Выбрать главу

Ницшевская критика прошедшего столетия, этой мощной, но мало «великодушной», в духовном смысле вовсе не галантной эпохи, никогда не казалось столь великолепно точной, как с сегодняшней, с теперешней точки зрения. Недавно я высказался в том смысле, что Шопенгауэр был «социально — альтруистичен» именно потому, что его нравственность венчается инстинктом сострадания — сегодня я ставлю жирный знак вопроса там, где он и стоял. Философия воли Шопенгауэра (никогда не склонного забывать об истинной природе человека) была лишена какой бы то ни было воли к желательному; в ней не было ни намека на какую бы то ни было социальную или политическую заинтересованность. Его сострадание было способом искупления, а не средством улучшения действительности в любого рода оппозиционном, духовно — политическом смысле. Здесь Шопенгауэр был христианином. Попробовал бы кто‑нибудь поговорить с ним о социально — реформаторских задачах искусства! С ним, для которого эстетическое состояние было блаженным царством чистого созерцания, остановкой колеса Иксиона, освобождением от желаний, свободы как искупления — и ни в каких других смыслах. Тут и флоберовский жесткий эстетизм, его безграничное сомнение со знаком nihil в качестве итога, со всею его насмешливой резиньяцией: «Hein, le progress, quelle blague!»[21]. Тут и злая ибсеновская голова, даже внешне похожая на шопенгауэровскую. Ложь, как условие жизни, носитель «нравственных начал» в качестве комической фигуры; Яльмар Экдаль в качестве человека как такового; его пошло реалистическая жена в качестве создательницы права и прав, циник в качестве резонера, перед нами настоящая аскеза порядочности; истинный грубый, девятнадцатый век. И сколько же ибсеновского брутального и честного пессимизма, сколько его особого, мужского, строгого, «лишенного потребностей» этоса оказалось в «Realpolitik» Бисмарка, в бисмарковской антиидеологии!

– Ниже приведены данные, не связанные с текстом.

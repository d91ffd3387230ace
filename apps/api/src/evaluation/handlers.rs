//! Axum route handlers for the Evaluation API.

use axum::{
    extract::{Multipart, State},
    http::header,
    response::{IntoResponse, Response},
    Json,
};
use bytes::Bytes;
use serde::{Deserialize, Serialize};
use tracing::info;

use crate::document::{self, DocumentKind};
use crate::errors::AppError;
use crate::evaluation::export;
use crate::evaluation::models::{Artifact, EvaluationReport};
use crate::evaluation::rules::{self, RULES};
use crate::state::AppState;
use crate::table::TableError;

// ────────────────────────────────────────────────────────────────────────────
// Request / Response types
// ────────────────────────────────────────────────────────────────────────────

#[derive(Debug, Serialize)]
pub struct RuleOption {
    pub name: &'static str,
    pub description: &'static str,
    pub default_selected: bool,
}

#[derive(Debug, Deserialize)]
pub struct ExportRequest {
    pub evaluation_markdown: String,
}

/// The uploaded file and rule names pulled out of the multipart form.
#[derive(Debug, Default)]
struct EvaluateForm {
    file: Option<UploadedFile>,
    rules: Vec<String>,
}

#[derive(Debug)]
struct UploadedFile {
    file_name: Option<String>,
    content_type: Option<String>,
    bytes: Bytes,
}

impl IntoResponse for Artifact {
    fn into_response(self) -> Response {
        (
            [
                (
                    header::CONTENT_TYPE,
                    format!("{}; charset=utf-8", self.mime),
                ),
                (
                    header::CONTENT_DISPOSITION,
                    format!("attachment; filename=\"{}\"", self.filename),
                ),
            ],
            self.content,
        )
            .into_response()
    }
}

// ────────────────────────────────────────────────────────────────────────────
// Handlers
// ────────────────────────────────────────────────────────────────────────────

/// GET /api/v1/rules
///
/// The rule catalog in declaration order. Every rule is selected by default.
pub async fn handle_list_rules() -> Json<Vec<RuleOption>> {
    Json(
        RULES
            .iter()
            .map(|r| RuleOption {
                name: r.name,
                description: r.description,
                default_selected: true,
            })
            .collect(),
    )
}

/// POST /api/v1/evaluate
///
/// Multipart form: one `file` part (.docx or .pdf) and one `rules` part per
/// selected rule name (a single comma-separated part also works).
pub async fn handle_evaluate(
    State(state): State<AppState>,
    multipart: Multipart,
) -> Result<Json<EvaluationReport>, AppError> {
    let form = read_form(multipart).await?;

    let file = form
        .file
        .filter(|f| !f.bytes.is_empty())
        .ok_or_else(|| AppError::MissingInput("upload a Word (.docx) or PDF (.pdf) file".to_string()))?;
    if form.rules.is_empty() {
        return Err(AppError::MissingInput(
            "select at least one rule".to_string(),
        ));
    }
    let selected = rules::select(&form.rules)?;

    let kind = DocumentKind::detect(file.content_type.as_deref(), file.file_name.as_deref());
    info!(
        ?kind,
        file_name = file.file_name.as_deref().unwrap_or("-"),
        bytes = file.bytes.len(),
        "Evaluation requested"
    );
    let text = document::extract_text(kind, file.bytes).await?;

    let report = state.evaluator.run(&text, &selected).await?;
    Ok(Json(report))
}

/// POST /api/v1/export/markdown
pub async fn handle_export_markdown(Json(req): Json<ExportRequest>) -> Artifact {
    export::markdown_artifact(&req.evaluation_markdown)
}

/// POST /api/v1/export/csv
///
/// 422 when the text holds no table rows.
pub async fn handle_export_csv(Json(req): Json<ExportRequest>) -> Result<Artifact, AppError> {
    let rows = export::evaluation_rows(&req.evaluation_markdown);
    export::csv_artifact(&rows)?.ok_or(AppError::Export(TableError::EmptyInput))
}

async fn read_form(mut multipart: Multipart) -> Result<EvaluateForm, AppError> {
    let mut form = EvaluateForm::default();

    while let Some(field) = multipart
        .next_field()
        .await
        .map_err(|e| AppError::Validation(format!("invalid multipart body: {e}")))?
    {
        let name = field.name().unwrap_or_default().to_string();
        match name.as_str() {
            "file" => {
                let file_name = field.file_name().map(str::to_string);
                let content_type = field.content_type().map(str::to_string);
                let bytes = field
                    .bytes()
                    .await
                    .map_err(|e| AppError::Validation(format!("failed to read upload: {e}")))?;
                form.file = Some(UploadedFile {
                    file_name,
                    content_type,
                    bytes,
                });
            }
            "rules" => {
                let value = field
                    .text()
                    .await
                    .map_err(|e| AppError::Validation(format!("failed to read rules: {e}")))?;
                form.rules.extend(
                    value
                        .split(',')
                        .map(str::trim)
                        .filter(|s| !s.is_empty())
                        .map(str::to_string),
                );
            }
            _ => {}
        }
    }

    Ok(form)
}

Я признаю, что эта многообразно варьируемая тенденция и основное настроение XIX столетия, его истинная, не прекраснодушная, не сентиментальная, отворачивающаяся от культа красивых слов, подчиненность факту и действительности, оказывается самым главным наследством, какое я от этой эпохи получил; это наследство ограничивает и связывает все мое существо; защищает меня от вновь появившихся, определенных тенденций, отрицающих мой мир, как мир лишенный этической основы. Роман 25–летнего человека, появившийся на пороге нового столетия, был лишен какого бы то ни было «духа на службе желательности»; в нем не было и намека на социальную «волю»; роман был совершенно не патетичен, нериторичен, несентиментален; скорее уж он был пессимистичен, юмористичен и фаталистичен; со всем своим меланхолическим детерменизмом роман был исследованием распада. Достаточно одного небольшого фрагмента — надеюсь, мне простят автоцитату, — чтобы точно обозначить духовно — историческое место моего произведения. Ближе к концу в романе рассказываются горькие и нелепые школьные истории. «Те, — значится там, — из двадцати пяти юнцов, что отличались устойчивой конституцией и были достаточно сильны и крепки, чтобы принимать жизнь такой, как она есть, и сейчас просто отнеслись к положению вещей — не почувствовали себя оскорбленными, а, напротив, сочли все это само собой разумеющимся и нормальным. Но среди них нашлись и такие, чьи глаза в мрачной задумчивости уставились в одну точку…» Эти глаза принадлежат сублимированному вырождением, музыкально одаренному последышу бюргерского рода, маленькому Иоганну, Ганно Будденброку. «Маленький Иоганн не отрываясь смотрел на широкую спину Ганса — Германа Килиана, и его золотисто — карие глаза выражали отвращение, внутренний протест и страх…» Ну что ж, это отвращение, этот сенситивно — нравственный бунт против жизни «такой, как она есть», против данного, против действительности и «власти», — это отвращение как раз и является знаком распада, биологического несовершенства; сам дух (и искусство) понимаются и изображаются как симптомы того же самого, как продукты вырождения: это и есть девятнадцатое столетье, это те самые отношения, в которых (по мнению этого века) находятся дух и жизнь — правда, переданы эти взаимоотношения в особенной, экстремальной нюансировке, каковая стала возможна только после кульминации этой меланхолическо — благородной тенденции в творчестве Фридриха Ницше.